Output the full listing exactly.

Data records:
++++
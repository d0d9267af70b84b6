use std::collections::BTreeMap;
use std::sync::Arc;

use chrono::Utc;
use orion_error::prelude::*;
use serde_json::Value;
use tokio::sync::Mutex;

use vessel_config::NotificationConfig;
use vessel_core::discovery;
use vessel_core::evaluator;
use vessel_core::notification::{Notification, Priority};
use vessel_core::record::VesselRecord;
use vessel_core::rule::Condition;
use vessel_core::state::{RuleState, TrackedFields};

use crate::catalog::{CatalogRule, RuleCatalog};
use crate::error::{RuntimeReason, RuntimeResult};
use crate::metrics::RuntimeMetrics;
use crate::sink::NotificationSink;
use crate::store::StateStore;

/// Number of in-process per-`IMO` shard locks (§5). Guards against a
/// misbehaving producer that doesn't key by `IMO`, on top of the documented
/// single-partition-per-`IMO` assumption.
const SHARD_COUNT: usize = 64;

/// Processor (C6): the per-record pipeline wiring the state store, rule
/// catalog, evaluator kernel, and notification sink together.
pub struct Processor {
    store: StateStore,
    catalog: Arc<RuleCatalog>,
    sink: Arc<NotificationSink>,
    metrics: Arc<RuntimeMetrics>,
    notification: NotificationConfig,
    shards: Vec<Mutex<()>>,
}

impl Processor {
    pub fn new(
        store: StateStore,
        catalog: Arc<RuleCatalog>,
        sink: Arc<NotificationSink>,
        metrics: Arc<RuntimeMetrics>,
        notification: NotificationConfig,
    ) -> Self {
        let shards = (0..SHARD_COUNT).map(|_| Mutex::new(())).collect();
        Self {
            store,
            catalog,
            sink,
            metrics,
            notification,
            shards,
        }
    }

    /// Run the full per-record pipeline (§4.6). A store failure on the
    /// shared steps (positions, discovery, tracked fields) fails the whole
    /// record, so the caller does not advance the source offset; a failure
    /// scoped to one rule is caught and logged, and the remaining rules
    /// still run.
    pub async fn process(&self, record: VesselRecord) -> RuntimeResult<()> {
        let shard = record.imo.rem_euclid(SHARD_COUNT as i64) as usize;
        let _guard = self.shards[shard].lock().await;

        let now = Utc::now();
        self.metrics.inc_records_consumed();

        // 1 + 2: positions snapshot and vessel-updates broadcast, valid coordinates only.
        if record.has_valid_position() {
            let json = serde_json::to_string(&record).owe(RuntimeReason::Store)?;
            self.store
                .put_position(record.imo, &json)
                .await
                .inspect_err(|_| self.metrics.inc_state_store_error())?;
            self.sink.publish_vessel_update(&record, now);
        }

        // 3: discovery sets.
        for (dimension, value) in discovery::extract_all(&record) {
            self.store
                .add_discovery(dimension, &value)
                .await
                .inspect_err(|_| self.metrics.inc_state_store_error())?;
        }

        // 4: rule catalog snapshot (cached internally by the catalog refresher).
        let snapshot = self.catalog.snapshot();
        self.metrics
            .inc_rules_evaluated(snapshot.active_rule_count() as u64);

        // Loaded once, ahead of step 7's overwrite, so the `dynamic` family
        // sees this record's predecessor rather than itself.
        let previous_tracked = self
            .store
            .get_tracked_fields(record.imo)
            .await
            .inspect_err(|_| self.metrics.inc_state_store_error())?;

        // 5: evaluate every active rule, isolated from one another.
        for catalog_rule in snapshot.active_rules() {
            if let Err(e) = self
                .evaluate_rule(&record, catalog_rule, previous_tracked.as_ref(), now)
                .await
            {
                self.metrics.inc_rule_error();
                vn_warn!(pipe, rule = %catalog_rule.rule.id, error = %e, "rule evaluation failed, skipping");
            }
        }

        // 6: destination shadow copy, observed by evaluators strictly as the
        // stale/previous value until the next record arrives.
        if let Some(destination) = record.ais_destination.as_deref() {
            self.store
                .put_destination(record.imo, destination)
                .await
                .inspect_err(|_| self.metrics.inc_state_store_error())?;
        }

        // 7: tracked-fields snapshot, now safe to overwrite.
        let snapshot_fields = TrackedFields::from_record(&record);
        self.store
            .put_tracked_fields(record.imo, &snapshot_fields)
            .await
            .inspect_err(|_| self.metrics.inc_state_store_error())?;

        Ok(())
    }

    /// Apply filters, dispatch to the evaluator named by the rule's
    /// notification type, persist any updated state, and emit a notification
    /// on trigger (§4.6 steps 5a-5e).
    async fn evaluate_rule(
        &self,
        record: &VesselRecord,
        catalog_rule: &CatalogRule,
        previous_tracked: Option<&TrackedFields>,
        now: chrono::DateTime<Utc>,
    ) -> RuntimeResult<()> {
        let rule = &catalog_rule.rule;
        if !rule.filters.matches(record) {
            return Ok(());
        }

        let tracking_enabled = catalog_rule.notification_type.state_tracking.enabled;

        let output = match &rule.condition {
            Condition::Geofence(condition) => {
                let Some(geofence) = &catalog_rule.geofence else {
                    vn_warn!(pipe, rule = %rule.id, "geofence rule has no attached geofence, skipping");
                    return Ok(());
                };
                let previous = if tracking_enabled {
                    self.load_rule_state(&rule.id, record.imo)
                        .await?
                        .and_then(|s| match s {
                            RuleState::Geofence { is_inside } => Some(is_inside),
                            RuleState::Change { .. } => None,
                        })
                } else {
                    None
                };
                evaluator::evaluate_geofence(record, geofence, condition, previous)
            }
            Condition::Compare(condition) => evaluator::evaluate_compare(record, condition),
            Condition::Change(condition) => {
                let previous = if tracking_enabled {
                    self.load_rule_state(&rule.id, record.imo)
                        .await?
                        .and_then(|s| match s {
                            RuleState::Change { value } => Some(value),
                            RuleState::Geofence { .. } => None,
                        })
                } else {
                    None
                };
                evaluator::evaluate_change(record, condition, previous.as_deref())
            }
            Condition::Dynamic(condition) => {
                evaluator::evaluate_dynamic(record, condition, previous_tracked)
            }
        };

        if tracking_enabled {
            if let Some(new_state) = &output.new_state {
                self.store
                    .put_rule_state(&rule.id, record.imo, new_state)
                    .await
                    .inspect_err(|_| self.metrics.inc_state_store_error())?;
                if let (Condition::Geofence(_), RuleState::Geofence { is_inside }) =
                    (&rule.condition, new_state)
                {
                    let Some(geofence) = &catalog_rule.geofence else {
                        return Ok(());
                    };
                    self.store
                        .put_geofence_flag(record.imo, &geofence.id, *is_inside)
                        .await
                        .inspect_err(|_| self.metrics.inc_state_store_error())?;
                }
            }
        }

        if !output.triggered {
            return Ok(());
        }
        self.metrics.inc_rule_match();

        let template = rule
            .settings
            .template
            .as_ref()
            .unwrap_or(&catalog_rule.notification_type.template);
        let now_rfc3339 = now.to_rfc3339();
        let (title, message) = evaluator::template::render(template, &output.context, record, &now_rfc3339);

        let payload: BTreeMap<String, Value> = output
            .context
            .iter()
            .map(|(k, v)| (k.clone(), Value::String(v.clone())))
            .collect();

        let notification = Notification::new(
            rule.client_id.clone(),
            rule.id.clone(),
            rule.type_id.clone(),
            title,
            message,
            payload,
            Priority::Normal,
            now,
        );
        let retention = chrono::Duration::from_std(self.notification.retention.as_duration())
            .unwrap_or_else(|_| chrono::Duration::days(vessel_core::notification::DEFAULT_RETENTION_DAYS));
        let notification = Notification {
            expires_at: now + retention,
            ..notification
        };

        match self.sink.append(notification).await {
            Ok(stored) => {
                self.metrics.inc_notification_emitted();
                self.sink.publish_notification(&stored);
            }
            Err(e) => {
                self.metrics.inc_notification_dropped();
                vn_warn!(res, rule = %rule.id, error = %e, "failed to persist notification, dropping");
            }
        }

        Ok(())
    }

    async fn load_rule_state(&self, rule_id: &str, imo: i64) -> RuntimeResult<Option<RuleState>> {
        self.store
            .get_rule_state(rule_id, imo)
            .await
            .inspect_err(|_| self.metrics.inc_state_store_error())
    }
}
++++
Exercise result:
repository d0d9267af70b84b6
use std::collections::BTreeMap;
use std::sync::Arc;

use chrono::Utc;
use orion_error::prelude::*;
use serde_json::Value;
use tokio::sync::Mutex;

use vessel_config::NotificationConfig;
use vessel_core::discovery;
use vessel_core::evaluator;
use vessel_core::notification::{Notification, Priority};
use vessel_core::record::VesselRecord;
use vessel_core::rule::Condition;
use vessel_core::state::{RuleState, TrackedFields};

use crate::catalog::{CatalogRule, RuleCatalog};
use crate::error::{RuntimeReason, RuntimeResult};
use crate::metrics::RuntimeMetrics;
use crate::sink::NotificationSink;
use crate::store::StateStore;

/// Number of in-process per-`IMO` shard locks (§5). Guards against a
/// misbehaving producer that doesn't key by `IMO`, on top of the documented
/// single-partition-per-`IMO` assumption.
const SHARD_COUNT: usize = 64;

/// Processor (C6): the per-record pipeline wiring the state store, rule
/// catalog, evaluator kernel, and notification sink together.
pub struct Processor {
    store: StateStore,
    catalog: Arc<RuleCatalog>,
    sink: Arc<NotificationSink>,
    metrics: Arc<RuntimeMetrics>,
    notification: NotificationConfig,
    shards: Vec<Mutex<()>>,
}

impl Processor {
    pub fn new(
        store: StateStore,
        catalog: Arc<RuleCatalog>,
        sink: Arc<NotificationSink>,
        metrics: Arc<RuntimeMetrics>,
        notification: NotificationConfig,
    ) -> Self {
        let shards = (0..SHARD_COUNT).map(|_| Mutex::new(())).collect();
        Self {
            store,
            catalog,
            sink,
            metrics,
            notification,
            shards,
        }
    }

    /// Run the full per-record pipeline (§4.6). A store failure on the
    /// shared steps (positions, discovery, tracked fields) fails the whole
    /// record, so the caller does not advance the source offset; a failure
    /// scoped to one rule is caught and logged, and the remaining rules
    /// still run.
    pub async fn process(&self, record: VesselRecord) -> RuntimeResult<()> {
        let shard = record.imo.rem_euclid(SHARD_COUNT as i64) as usize;
        let _guard = self.shards[shard].lock().await;

        let now = Utc::now();
        self.metrics.inc_records_consumed();

        // 1 + 2: positions snapshot and vessel-updates broadcast, valid coordinates only.
        if record.has_valid_position() {
            let json = serde_json::to_string(&record).owe(RuntimeReason::Store)?;
            self.store
                .put_position(record.imo, &json)
                .await
                .inspect_err(|_| self.metrics.inc_state_store_error())?;
            self.sink.publish_vessel_update(&record, now);
        }

        // 3: discovery sets.
        for (dimension, value) in discovery::extract_all(&record) {
            self.store
                .add_discovery(dimension, &value)
                .await
                .inspect_err(|_| self.metrics.inc_state_store_error())?;
        }

        // 4: rule catalog snapshot (cached internally by the catalog refresher).
        let snapshot = self.catalog.snapshot();
        self.metrics
            .inc_rules_evaluated(snapshot.active_rule_count() as u64);

        // Loaded once, ahead of step 7's overwrite, so the `dynamic` family
        // sees this record's predecessor rather than itself.
        let previous_tracked = self
            .store
            .get_tracked_fields(record.imo)
            .await
            .inspect_err(|_| self.metrics.inc_state_store_error())?;

        // 5: evaluate every active rule, isolated from one another.
        for catalog_rule in snapshot.active_rules() {
            if let Err(e) = self
                .evaluate_rule(&record, catalog_rule, previous_tracked.as_ref(), now)
                .await
            {
                self.metrics.inc_rule_error();
                vn_warn!(pipe, rule = %catalog_rule.rule.id, error = %e, "rule evaluation failed, skipping");
            }
        }

        // 6: destination shadow copy, observed by evaluators strictly as the
        // stale/previous value until the next record arrives.
        if let Some(destination) = record.ais_destination.as_deref() {
            self.store
                .put_destination(record.imo, destination)
                .await
                .inspect_err(|_| self.metrics.inc_state_store_error())?;
        }

        // 7: tracked-fields snapshot, now safe to overwrite.
        let snapshot_fields = TrackedFields::from_record(&record);
        self.store
            .put_tracked_fields(record.imo, &snapshot_fields)
            .await
            .inspect_err(|_| self.metrics.inc_state_store_error())?;

        Ok(())
    }

    /// Apply filters, dispatch to the evaluator named by the rule's
    /// notification type, persist any updated state, and emit a notification
    /// on trigger (§4.6 steps 5a-5e).
    async fn evaluate_rule(
        &self,
        record: &VesselRecord,
        catalog_rule: &CatalogRule,
        previous_tracked: Option<&TrackedFields>,
        now: chrono::DateTime<Utc>,
    ) -> RuntimeResult<()> {
        let rule = &catalog_rule.rule;
        if !rule.filters.matches(record) {
            return Ok(());
        }

        let tracking_enabled = catalog_rule.notification_type.state_tracking.enabled;

        let output = match &rule.condition {
            Condition::Geofence(condition) => {
                let Some(geofence) = &catalog_rule.geofence else {
                    vn_warn!(pipe, rule = %rule.id, "geofence rule has no attached geofence, skipping");
                    return Ok(());
                };
                let previous = if tracking_enabled {
                    self.load_rule_state(&rule.id, record.imo)
                        .await?
                        .and_then(|s| match s {
                            RuleState::Geofence { is_inside } => Some(is_inside),
                            RuleState::Change { .. } => None,
                        })
                } else {
                    None
                };
                evaluator::evaluate_geofence(record, geofence, condition, previous)
            }
            Condition::Compare(condition) => evaluator::evaluate_compare(record, condition),
            Condition::Change(condition) => {
                let previous = if tracking_enabled {
                    self.load_rule_state(&rule.id, record.imo)
                        .await?
                        .and_then(|s| match s {
                            RuleState::Change { value } => Some(value),
                            RuleState::Geofence { .. } => None,
                        })
                } else {
                    None
                };
                evaluator::evaluate_change(record, condition, previous.as_deref())
            }
            Condition::Dynamic(condition) => {
                evaluator::evaluate_dynamic(record, condition, previous_tracked)
            }
        };

        if tracking_enabled {
            if let Some(new_state) = &output.new_state {
                self.store
                    .put_rule_state(&rule.id, record.imo, new_state)
                    .await
                    .inspect_err(|_| self.metrics.inc_state_store_error())?;
                if let (Condition::Geofence(_), RuleState::Geofence { is_inside }) =
                    (&rule.condition, new_state)
                {
                    let Some(geofence) = &catalog_rule.geofence else {
                        return Ok(());
                    };
                    self.store
                        .put_geofence_flag(record.imo, &geofence.id, *is_inside)
                        .await
                        .inspect_err(|_| self.metrics.inc_state_store_error())?;
                }
            }
        }

        if !output.triggered {
            return Ok(());
        }
        self.metrics.inc_rule_match();

        let template = rule
            .settings
            .template
            .as_ref()
            .unwrap_or(&catalog_rule.notification_type.template);
        let now_rfc3339 = now.to_rfc3339();
        let (title, message) = evaluator::template::render(template, &output.context, record, &now_rfc3339);

        let payload: BTreeMap<String, Value> = output
            .context
            .iter()
            .map(|(k, v)| (k.clone(), Value::String(v.clone())))
            .collect();

        let notification = Notification::new(
            rule.client_id.clone(),
            rule.id.clone(),
            rule.type_id.clone(),
            title,
            message,
            payload,
            Priority::Normal,
            now,
        );
        let retention = chrono::Duration::from_std(self.notification.retention.as_duration())
            .unwrap_or_else(|_| chrono::Duration::days(vessel_core::notification::DEFAULT_RETENTION_DAYS));
        let notification = Notification {
            expires_at: now + retention,
            ..notification
        };

        match self.sink.append(notification).await {
            Ok(stored) => {
                self.metrics.inc_notification_emitted();
                self.sink.publish_notification(&stored);
            }
            Err(e) => {
                self.metrics.inc_notification_dropped();
                vn_warn!(res, rule = %rule.id, error = %e, "failed to persist notification, dropping");
            }
        }

        Ok(())
    }

    async fn load_rule_state(&self, rule_id: &str, imo: i64) -> RuntimeResult<Option<RuleState>> {
        self.store
            .get_rule_state(rule_id, imo)
            .await
            .inspect_err(|_| self.metrics.inc_state_store_error())
    }
}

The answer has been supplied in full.